A Agência Nacional de Vigilância Sanitária (Anvisa) aprovou o lenacapavir injetável como profilaxia pré-exposição (PrEP) ao HIV. O medicamento, aplicado a cada seis meses, representa uma alternativa aos comprimidos diários, que muitas vezes são abandonados por problemas de adesão.
O desafio da adesão à PrEP oral
Para uma jovem saudável na África do Sul, o principal risco de contrair HIV pode vir justamente de alguém em quem confia, mas não pode verificar a situação sorológica. A PrEP oral, com comprimidos diários de antirretrovirais, é eficaz desde que tomada consistentemente. No entanto, como explica Salim Abdool Karim, diretor do Centro para o Programa de Pesquisa em Aids da África do Sul, 'você está pedindo que pessoas saudáveis, que não têm nenhuma doença, tomem um comprimido todos os dias. Essa é uma exigência enorme.'
Estudos mostram que, por volta do terceiro mês de uso, metade dos pacientes abandona a PrEP oral. 'No fim do ano, resta apenas um pequeno grupo que continua tomando', afirma Karim. Fatores como esquecimento, efeitos colaterais, estigma e dificuldade de acesso às doses contribuem para a baixa adesão.
Como o lenacapavir funciona
O lenacapavir atua de forma inovadora: é o primeiro medicamento para PrEP a atingir o capsídeo do HIV, uma estrutura em forma de cone que protege o material genético viral. 'É a molécula mais potente que conhecemos contra o HIV', diz Wesley Sundquist, bioquímico da Universidade de Utah. A longa meia-vida do fármaco permite que uma única injeção mantenha níveis protetores por seis meses, eliminando a necessidade de doses diárias.
Para Abdool Karim, 'é infinitamente mais fácil do que lembrar de tomar um comprimido todos os dias'. A adesão é praticamente completa quando as injeções são administradas regularmente. No entanto, o custo ainda é elevado em algumas regiões, e o acesso permanece restrito.

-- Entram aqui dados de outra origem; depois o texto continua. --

use sea_orm_migration::{
    async_trait::async_trait,
    prelude::{
        ColumnDef, DbErr, DeriveMigrationName, Iden, Index, MigrationTrait, SchemaManager, Table,
    },
    sea_query,
};

#[derive(Iden)]
enum Instance {
    Table,
    Id,
    ClassId,
}

#[derive(Iden)]
enum Terminal {
    Table,
    Id,
    Value,
}

#[derive(DeriveMigrationName)]
pub struct Migration;

#[async_trait]
impl MigrationTrait for Migration {
    async fn up(&self, manager: &SchemaManager) -> Result<(), DbErr> {
        manager
            .create_table(
                Table::create()
                    .table(Instance::Table)
                    .if_not_exists()
                    .col(
                        ColumnDef::new(Instance::Id)
                            .big_integer()
                            .not_null()
                            .auto_increment()
                            .primary_key(),
                    )
                    .col(ColumnDef::new(Instance::ClassId).big_integer().not_null())
                    .to_owned(),
            )
            .await?;

        // Index on class_id for instances_of_class() queries
        manager
            .create_index(
                Index::create()
                    .name("idx_instance_class_id")
                    .table(Instance::Table)
                    .col(Instance::ClassId)
                    .to_owned(),
            )
            .await?;

        manager
            .create_table(
                Table::create()
                    .table(Terminal::Table)
                    .if_not_exists()
                    .col(
                        ColumnDef::new(Terminal::Id)
                            .big_integer()
                            .not_null()
                            .auto_increment()
                            .primary_key(),
                    )
                    .col(ColumnDef::new(Terminal::Value).text().null())
                    .to_owned(),
            )
            .await
    }

    async fn down(&self, manager: &SchemaManager) -> Result<(), DbErr> {
        manager
            .drop_table(Table::drop().table(Terminal::Table).if_exists().to_owned())
            .await?;
        manager
            .drop_table(Table::drop().table(Instance::Table).if_exists().to_owned())
            .await
    }
}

Grupos prioritários e distribuição
Três grupos são prioritários para o uso do lenacapavir: meninas adolescentes e mulheres jovens em partes da África, jovens homens gays no Ocidente e comunidades gays vulneráveis no Leste Europeu e na Ásia Central. Na África do Sul, a distribuição começou em junho de 2026, apoiada por um acordo entre a Gilead (desenvolvedora) e o Global Fund. A empresa concordou em fornecer o medicamento sem lucro para até 2 milhões de pessoas por três anos. Em outubro de 2024, a Gilead autorizou a produção de versões genéricas em 120 países com altas taxas de HIV.
No entanto, alguns países latino-americanos, como Brasil, México, Peru e Argentina, foram excluídos das iniciativas de distribuição, apesar de terem participado dos ensaios clínicos. Melissa Scharwey, da Médicos Sem Fronteiras, alerta: 'Não há nem de longe quantidade suficiente'. Ela pede que a Gilead venda diretamente à MSF por cerca de 40 dólares por aplicação.
Impacto e limitações
Modelos da epidemiologista Monisha Sharma, da Universidade de Washington, indicam que fornecer lenacapavir para 2% a 4% da população adulta de alto risco no sul da África poderia evitar 12% a 18% das novas infecções em dez anos. 'O lenacapavir pode acelerar substancialmente o progresso, mas é improvável que elimine a transmissão do HIV por si só', afirma Sharma. 'Isso depende de preços acessíveis, canais eficientes de distribuição e direcionamento correto.'
Abdool Karim reforça a preocupação principal: 'As pessoas com maior risco precisam ir atrás da medicação. Muitas vezes, quem corre maior risco não se percebe em risco. Se não conseguirmos alcançar essas pessoas, não vamos conseguir reduzir esta epidemia da forma que esperávamos.' O lenacapavir resolve o problema de adesão, mas não o de identificar e alcançar os mais vulneráveis.